At the same time, C. Ben Mitchell contended serious ethical issues are raised by the complex debates on the “new genetics.” Christians have an obligation to become engaged seriously in the discussions and develop materials from a biblical perspective “in order to inform a generation that will have to deal with these issues as no generation before them,” Mitchell said.
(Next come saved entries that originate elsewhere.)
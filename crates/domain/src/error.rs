/// Shared error type used across all Agent Blob crates.
///
/// The variants mirror the failure taxonomy of the system: protocol faults
/// close connections, policy denials and tool failures are surfaced to the
/// model as structured results, provider faults terminate the run, state
/// conflicts and resource exhaustion are reported to the caller.
#[derive(thiserror::Error, Debug)]
pub enum Error {
    #[error("IO: {0}")]
    Io(#[from] std::io::Error),

    #[error("JSON: {0}")]
    Json(#[from] serde_json::Error),

    /// Malformed frame, unknown method, or protocol version mismatch.
    #[error("protocol: {0}")]
    Protocol(String),

    /// A permission rule (or a human) denied the operation.
    #[error("permission denied: {0}")]
    PolicyDenied(String),

    /// A tool executed but returned failure, including timeouts.
    #[error("tool {tool}: {message}")]
    Tool { tool: String, message: String },

    /// The LLM stream failed unrecoverably.
    #[error("provider: {0}")]
    Provider(String),

    /// Illegal lifecycle transition (e.g. stop after done).
    #[error("state conflict: {0}")]
    StateConflict(String),

    /// Queue full, delegation depth exceeded, and similar bounded-resource
    /// rejections. Never fatal to the session.
    #[error("resource exhausted: {0}")]
    ResourceExhausted(String),

    #[error("timeout: {0}")]
    Timeout(String),

    #[error("config: {0}")]
    Config(String),

    #[error("storage: {0}")]
    Storage(String),

    #[error("{0}")]
    Other(String),
}

pub type Result<T> = std::result::Result<T, Error>;

impl Error {
    /// Classification tag carried by `run.final` error payloads.
    pub fn kind(&self) -> &'static str {
        match self {
            Error::Io(_) => "io",
            Error::Json(_) => "json",
            Error::Protocol(_) => "protocol",
            Error::PolicyDenied(_) => "policy_denied",
            Error::Tool { .. } => "tool",
            Error::Provider(_) => "provider",
            Error::StateConflict(_) => "state_conflict",
            Error::ResourceExhausted(_) => "resource_exhausted",
            Error::Timeout(_) => "timeout",
            Error::Config(_) => "config",
            Error::Storage(_) => "storage",
            Error::Other(_) => "other",
        }
    }
}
Speaking during a chapel service held in conjunction with the CLC seminar at Southern Baptist Theological Seminary, Mitchell addressed the subject “Fearfully and Wonderfully Made: The Sanctity of Human Life and the Challenge of the New Genetics.” The March 3-5 seminar was hosted by Southern Seminary in celebration of the CLC’s 50th anniversary. The CLC became a funded SBC agency at the Louisville, Ky., campus in 1947.

Mitchell was appointed in February as assistant professor of Christian ethics at Southern Seminary and also serves as consultant on biomedical and life issues with the CLC.

Referring to the cloning of a sheep in Scotland and a rhesus monkey in Oregon, Mitchell told the audience, “If you didn’t already know it, you know by now, after last week, the genetic revolution is upon us.”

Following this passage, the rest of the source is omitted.